*** TASK DATA ***

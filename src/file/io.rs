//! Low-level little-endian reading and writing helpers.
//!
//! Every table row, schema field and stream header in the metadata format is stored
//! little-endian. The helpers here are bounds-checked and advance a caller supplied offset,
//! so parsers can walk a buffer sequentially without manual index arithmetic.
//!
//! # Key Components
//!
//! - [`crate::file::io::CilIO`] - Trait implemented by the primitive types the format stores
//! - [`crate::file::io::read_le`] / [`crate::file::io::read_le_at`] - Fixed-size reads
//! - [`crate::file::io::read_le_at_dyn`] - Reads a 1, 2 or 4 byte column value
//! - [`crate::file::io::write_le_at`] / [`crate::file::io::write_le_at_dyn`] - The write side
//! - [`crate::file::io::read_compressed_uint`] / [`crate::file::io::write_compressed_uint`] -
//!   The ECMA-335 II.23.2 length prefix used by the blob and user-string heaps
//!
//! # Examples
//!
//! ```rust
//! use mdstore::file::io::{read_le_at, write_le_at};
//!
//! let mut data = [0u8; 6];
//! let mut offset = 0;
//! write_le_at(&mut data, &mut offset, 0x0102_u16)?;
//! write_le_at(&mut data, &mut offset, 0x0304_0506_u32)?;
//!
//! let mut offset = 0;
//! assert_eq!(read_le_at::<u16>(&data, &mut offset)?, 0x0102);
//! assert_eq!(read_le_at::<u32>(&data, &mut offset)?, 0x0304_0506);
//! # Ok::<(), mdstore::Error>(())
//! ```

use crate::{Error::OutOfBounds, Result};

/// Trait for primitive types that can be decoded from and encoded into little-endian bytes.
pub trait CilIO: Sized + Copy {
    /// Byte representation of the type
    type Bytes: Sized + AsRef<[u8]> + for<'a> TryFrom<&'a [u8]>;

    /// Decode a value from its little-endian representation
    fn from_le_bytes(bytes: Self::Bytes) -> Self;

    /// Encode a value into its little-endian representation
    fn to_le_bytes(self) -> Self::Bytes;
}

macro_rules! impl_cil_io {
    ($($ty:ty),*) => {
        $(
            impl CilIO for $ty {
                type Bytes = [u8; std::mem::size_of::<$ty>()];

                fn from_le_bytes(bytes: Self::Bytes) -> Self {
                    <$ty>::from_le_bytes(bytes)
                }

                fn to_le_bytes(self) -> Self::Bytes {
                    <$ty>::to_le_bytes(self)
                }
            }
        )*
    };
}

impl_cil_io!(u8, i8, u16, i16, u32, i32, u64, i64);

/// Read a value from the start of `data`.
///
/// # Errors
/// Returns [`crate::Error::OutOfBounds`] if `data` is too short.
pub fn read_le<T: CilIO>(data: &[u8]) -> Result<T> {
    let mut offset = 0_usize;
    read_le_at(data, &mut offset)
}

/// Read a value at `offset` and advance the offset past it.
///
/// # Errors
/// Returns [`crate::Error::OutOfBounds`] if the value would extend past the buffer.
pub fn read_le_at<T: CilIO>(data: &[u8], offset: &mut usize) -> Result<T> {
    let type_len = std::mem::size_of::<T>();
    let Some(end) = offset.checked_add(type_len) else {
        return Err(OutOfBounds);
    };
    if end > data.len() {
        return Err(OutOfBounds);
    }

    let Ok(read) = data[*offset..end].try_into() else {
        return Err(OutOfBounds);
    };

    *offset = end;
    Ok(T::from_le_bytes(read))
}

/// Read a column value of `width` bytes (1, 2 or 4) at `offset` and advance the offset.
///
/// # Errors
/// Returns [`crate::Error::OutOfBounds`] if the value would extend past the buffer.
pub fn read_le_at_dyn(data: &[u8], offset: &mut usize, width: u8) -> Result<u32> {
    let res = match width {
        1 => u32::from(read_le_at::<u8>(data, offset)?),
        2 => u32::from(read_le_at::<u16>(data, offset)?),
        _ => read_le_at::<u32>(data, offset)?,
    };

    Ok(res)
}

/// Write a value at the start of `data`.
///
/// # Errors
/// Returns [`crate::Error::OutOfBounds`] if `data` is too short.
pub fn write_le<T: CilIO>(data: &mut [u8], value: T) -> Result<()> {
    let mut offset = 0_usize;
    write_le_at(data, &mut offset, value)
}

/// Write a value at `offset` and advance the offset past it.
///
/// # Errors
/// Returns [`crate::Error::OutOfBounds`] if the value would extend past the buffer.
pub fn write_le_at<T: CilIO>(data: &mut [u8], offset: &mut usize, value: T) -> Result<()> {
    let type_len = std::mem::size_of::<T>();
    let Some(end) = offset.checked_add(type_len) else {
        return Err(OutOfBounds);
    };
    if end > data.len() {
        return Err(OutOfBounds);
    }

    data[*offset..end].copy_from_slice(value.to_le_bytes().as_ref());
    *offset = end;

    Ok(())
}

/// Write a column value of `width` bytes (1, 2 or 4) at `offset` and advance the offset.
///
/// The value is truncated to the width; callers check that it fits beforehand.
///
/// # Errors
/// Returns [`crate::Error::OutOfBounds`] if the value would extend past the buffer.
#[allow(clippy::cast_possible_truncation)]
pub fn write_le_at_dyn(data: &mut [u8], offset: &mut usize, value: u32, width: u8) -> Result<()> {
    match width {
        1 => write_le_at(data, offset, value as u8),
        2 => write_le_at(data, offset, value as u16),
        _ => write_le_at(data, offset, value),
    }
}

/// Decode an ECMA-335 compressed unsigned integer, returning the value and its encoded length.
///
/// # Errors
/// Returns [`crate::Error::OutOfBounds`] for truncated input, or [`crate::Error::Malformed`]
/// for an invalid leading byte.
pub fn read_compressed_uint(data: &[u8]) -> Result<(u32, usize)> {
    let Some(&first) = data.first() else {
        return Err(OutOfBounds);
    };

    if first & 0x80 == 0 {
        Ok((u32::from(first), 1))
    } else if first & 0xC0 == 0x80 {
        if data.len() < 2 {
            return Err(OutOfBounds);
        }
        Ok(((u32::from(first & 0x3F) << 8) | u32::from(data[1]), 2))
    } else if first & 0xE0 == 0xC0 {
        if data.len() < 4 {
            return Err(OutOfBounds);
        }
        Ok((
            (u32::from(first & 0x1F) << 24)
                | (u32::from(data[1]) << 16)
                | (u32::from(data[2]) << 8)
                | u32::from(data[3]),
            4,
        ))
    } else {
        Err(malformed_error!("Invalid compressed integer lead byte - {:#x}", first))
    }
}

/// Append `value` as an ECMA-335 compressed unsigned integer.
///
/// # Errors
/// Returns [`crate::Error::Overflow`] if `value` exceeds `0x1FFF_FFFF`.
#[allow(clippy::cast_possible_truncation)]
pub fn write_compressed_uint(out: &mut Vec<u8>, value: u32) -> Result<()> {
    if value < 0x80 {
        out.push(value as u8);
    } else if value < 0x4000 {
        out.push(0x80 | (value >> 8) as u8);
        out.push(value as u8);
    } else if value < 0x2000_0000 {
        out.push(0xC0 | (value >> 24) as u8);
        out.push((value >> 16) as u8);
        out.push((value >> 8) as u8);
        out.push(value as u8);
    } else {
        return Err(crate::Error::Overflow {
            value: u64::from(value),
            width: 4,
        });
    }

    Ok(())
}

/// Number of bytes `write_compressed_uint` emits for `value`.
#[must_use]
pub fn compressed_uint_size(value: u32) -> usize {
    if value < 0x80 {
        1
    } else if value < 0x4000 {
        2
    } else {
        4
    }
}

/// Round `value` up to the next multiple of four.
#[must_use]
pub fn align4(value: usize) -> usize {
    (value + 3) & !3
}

***

PROBLEM TO WORK ON — Exactly and only the lines from the line containing "(u32::from(first & 0x1F) << 24)" through the last line of the entries should be copied, both ends included.

EXERCISE RESPONSE —
            (u32::from(first & 0x1F) << 24)
                | (u32::from(data[1]) << 16)
                | (u32::from(data[2]) << 8)
                | u32::from(data[3]),
            4,
        ))
    } else {
        Err(malformed_error!("Invalid compressed integer lead byte - {:#x}", first))
    }
}

/// Append `value` as an ECMA-335 compressed unsigned integer.
///
/// # Errors
/// Returns [`crate::Error::Overflow`] if `value` exceeds `0x1FFF_FFFF`.
#[allow(clippy::cast_possible_truncation)]
pub fn write_compressed_uint(out: &mut Vec<u8>, value: u32) -> Result<()> {
    if value < 0x80 {
        out.push(value as u8);
    } else if value < 0x4000 {
        out.push(0x80 | (value >> 8) as u8);
        out.push(value as u8);
    } else if value < 0x2000_0000 {
        out.push(0xC0 | (value >> 24) as u8);
        out.push((value >> 16) as u8);
        out.push((value >> 8) as u8);
        out.push(value as u8);
    } else {
        return Err(crate::Error::Overflow {
            value: u64::from(value),
            width: 4,
        });
    }

    Ok(())
}

/// Number of bytes `write_compressed_uint` emits for `value`.
#[must_use]
pub fn compressed_uint_size(value: u32) -> usize {
    if value < 0x80 {
        1
    } else if value < 0x4000 {
        2
    } else {
        4
    }
}

/// Round `value` up to the next multiple of four.
#[must_use]
pub fn align4(value: usize) -> usize {
    (value + 3) & !3
}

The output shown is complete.